UN
ÚLTIMO ADIÓS
“3
de febrero. Hace frío, y mucho. El suelo esta húmedo. No sé cuánto tiempo llevo
aquí. 1 mes, quizás 1 año. Qué más da. Estoy en los huesos, ya que solo nos dan
de comer una vez al día, aunque, desafortunadamente, a veces ni eso. Aquí las
palizas por parte de los guardias forman parte de nuestro día a día. El poder
les ciega. Yo sé que ellos no son así. La guerra te cambia. Me ha cambiado a
mí, a ellos y a todos los que están presos conmigo. Se puede ver reflejado en
su rostro el miedo que sienten, es evidente, sobre todo en los más jóvenes. Simplemente
se limitan a cumplir órdenes de sus superiores, quienes a su vez, cumplen
órdenes de los altos cargos del ejército. ¿Hasta qué punto son culpables de sus
actos?

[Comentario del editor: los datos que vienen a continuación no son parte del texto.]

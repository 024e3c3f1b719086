//! Build directory removal for `x clean`.

use anyhow::{Context, Result};
use colored::*;
use std::fs;
use std::path::Path;

#[derive(Debug, Clone, Copy, PartialEq, Eq)]
pub enum CleanOutcome {
    Removed,
    NothingToClean,
}

/// Remove `build_dir` recursively. A missing directory is not an error.
pub fn clean_build_dir(build_dir: &Path, dry_run: bool) -> Result<CleanOutcome> {
    if !build_dir.exists() {
        println!(
            "{} Build directory does not exist: {}",
            "!".yellow(),
            build_dir.display()
        );
        return Ok(CleanOutcome::NothingToClean);
    }

    if dry_run {
        println!(
            "{} Would remove build directory: {}",
            "🗑️".red(),
            build_dir.display()
        );
        return Ok(CleanOutcome::Removed);
    }

    fs::remove_dir_all(build_dir)
        .with_context(|| format!("Failed to remove {}", build_dir.display()))?;
    println!(
        "{} Removed build directory: {}",
        "🗑️".red(),
        build_dir.display()
    );
    Ok(CleanOutcome::Removed)
}
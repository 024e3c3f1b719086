//! Path resolution relative to the project root.

use std::path::{Path, PathBuf};

/// Join `value` onto `root` unless it is already absolute
pub fn resolve_path(root: &Path, value: &Path) -> PathBuf {
    if value.is_absolute() {
        value.to_path_buf()
    } else {
        root.join(value)
    }
}

/// Default project root when `--project-root` is not given.
///
/// A binary shipped next to the project's `CMakeLists.txt` builds that
/// project; otherwise the current directory is used.
pub fn default_project_root() -> std::io::Result<PathBuf> {
    if let Ok(exe) = std::env::current_exe()
        && let Some(dir) = exe.parent()
        && dir.join("CMakeLists.txt").exists()
    {
        return Ok(dir.to_path_buf());
    }
    std::env::current_dir()
}

/// Make `root` absolute without requiring it to exist
pub fn absolute_root(root: &Path) -> std::io::Result<PathBuf> {
    if root.is_absolute() {
        return Ok(root.to_path_buf());
    }
    match root.canonicalize() {
        Ok(p) => Ok(p),
        Err(_) => Ok(std::env::current_dir()?.join(root)),
    }
}

/// First entry in `dir` whose extension is `ext`, if any
pub fn find_with_extension(dir: &Path, ext: &str) -> Option<PathBuf> {
    let mut matches: Vec<PathBuf> = std::fs::read_dir(dir)
        .ok()?
        .filter_map(|e| e.ok())
        .map(|e| e.path())
        .filter(|p| p.extension().is_some_and(|e| e == ext))
        .collect();
    matches.sort();
    matches.into_iter().next()
}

Al fin y al cabo, lo único que quieren es sobrevivir un día más, al
igual que nosotros, y por ello no nos oponemos, en la mayoría de los casos, a
sus órdenes (pobre del que lo haga) por muy injustas y desagradables que sean.

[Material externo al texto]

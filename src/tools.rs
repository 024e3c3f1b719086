//! Tool resolution on the search path.
//!
//! [`require_tools`] is the pre-flight check run before any lifecycle step
//! touches the build directory. [`ToolAvailability`] is the snapshot of
//! backend tools the selector consults.

use crate::error::Error;
use std::collections::BTreeMap;
use std::path::PathBuf;

/// Looks executables up by name
pub trait ToolLocator {
    fn locate(&self, tool: &str) -> Option<PathBuf>;
}

/// Resolves tools against `PATH` (and `PATHEXT` on Windows)
#[derive(Debug, Default, Clone, Copy)]
pub struct PathLocator;

impl ToolLocator for PathLocator {
    fn locate(&self, tool: &str) -> Option<PathBuf> {
        which::which(tool).ok()
    }
}

/// Backend tools the selector may pick from
pub const BACKEND_TOOLS: &[&str] = &["ninja", "msbuild", "xcodebuild", "gmake", "make"];

/// Presence of each probed tool, computed once per invocation
#[derive(Debug, Clone, Default, PartialEq, Eq)]
pub struct ToolAvailability {
    tools: BTreeMap<String, bool>,
}

impl ToolAvailability {
    pub fn probe(locator: &dyn ToolLocator, names: &[&str]) -> Self {
        let tools = names
            .iter()
            .map(|name| (name.to_string(), locator.locate(name).is_some()))
            .collect();
        Self { tools }
    }

    /// Build from an explicit list of present tools
    pub fn with_present(names: &[&str]) -> Self {
        Self {
            tools: names.iter().map(|n| (n.to_string(), true)).collect(),
        }
    }

    pub fn has(&self, tool: &str) -> bool {
        self.tools.get(tool).copied().unwrap_or(false)
    }

    pub fn iter(&self) -> impl Iterator<Item = (&str, bool)> {
        self.tools.iter().map(|(k, v)| (k.as_str(), *v))
    }
}

/// Fail on the first tool in `tools` that cannot be found.
pub fn require_tools<S: AsRef<str>>(locator: &dyn ToolLocator, tools: &[S]) -> Result<(), Error> {
    for tool in tools {
        let tool = tool.as_ref();
        if locator.locate(tool).is_none() {
            return Err(Error::MissingTool {
                tool: tool.to_string(),
            });
        }
    }
    Ok(())
}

Tanto ellos como nosotros estamos deseando que llegue el día en que acabe esta
maldita guerra y podamos irnos cada uno a nuestros hogares, con nuestras
familias, si es que queda algún rastro de ellas.”
“16
de septiembre. Huele a muerto. Lo peor es que sé quién es el muerto. Sin
embargo, lo peor de todo esto es, sin duda, la soledad. El hecho de estar días
enteros sin dirigir la palabra a nadie es la peor tortura a la que estamos
sometidos. Es una sensación indescriptible. Y cuando por fin tienes la
oportunidad de reunirte con los demás presos, no te salen las palabras. No
sabes qué decir. Tienes miedo a lo que se te pueda escapar por la boca y las
consecuencias que esto pueda acarrear. No tienes fuerzas suficientes para decir
nada. Entonces te quedas callado. Y vuelves al interior de las 4 paredes que
rodean tu vida, al no poder salir de ellas. A no ser que se trate de una
“ocasión especial”. Lo malo es que nadie ha vuelto con vida de esta “ocasión
especial”. Así que espero que nunca llegue el día que me permitan salir de la
celda más que para el recuento, puesto que significará el fin de mi existencia.
A
veces pienso en hacer cualquier tontería y así acabar con esto de una vez. Pero
en esos momentos tan duros pienso en ellos. Ellos son la razón por la que sigo
aquí, vivo, luchando inmerso en un sufrimiento constante por aguantar unas
horas más. Siempre con el deseo de que llegue el día de la liberación y consiga
estar de vuelta en casa. Y lo voy a conseguir. Lo juro.”
Todavía
recuerdo la primera vez que escuché estas líneas. Pertenecen a una serie de
páginas escritas por mi abuelo en el año 1943, unos meses antes de que fuera
fusilado por un soldado nazi. Yo era aún muy pequeño, 5 años recién cumplidos
si no recuerdo mal. Pero aún tengo la imagen de mi padre leyendo para sí en el
sofá del salón aquellas hojas viejas y amarillentas. Recuerdo verle llorar. Fue
la primera y última vez que le vi hacerlo. Recuerdo que no entendía nada, ni
por qué lloraba, ni qué era exactamente lo que estaba leyendo. Nunca me hablaba
de su padre, y yo tenía miedo a preguntarle. Por eso no fue hasta casi cumplir
yo los 20 cuando hablamos por primera vez de él. De mi abuelo.
Cuando
tenía 28 años estalló la guerra. Más tarde, Alemania invadió Noruega. Le tocó
alistarse en el ejército de su país, Suecia, para ir a luchar del lado de sus vecinos
los noruegos. Fue capturado poco más tarde de llegar a Oslo. Le trasladaron a Grini,
donde permaneció encarcelado hasta el día de su muerte.
Mi
padre se pasó años esperando a que mi abuelo regresara a casa. Se negaba a
pensar en la peor de las posibilidades. Nunca se rindió y por eso yo tampoco
voy a hacerlo. Estoy seguro de que va a salir del coma, porque si alguien tiene
la fuerza para hacerlo, ese es mi padre. El día del accidente comencé a
comprender verdaderamente el calvario que mi padre vivió durante su infancia y
a empatizar con él como nunca antes lo había hecho. Ojalá tener algún día la oportunidad de
demostrarle todo lo que no he tenido el valor de hacer hasta ahora. Pero puede
que ya sea demasiado tarde para lamentarse.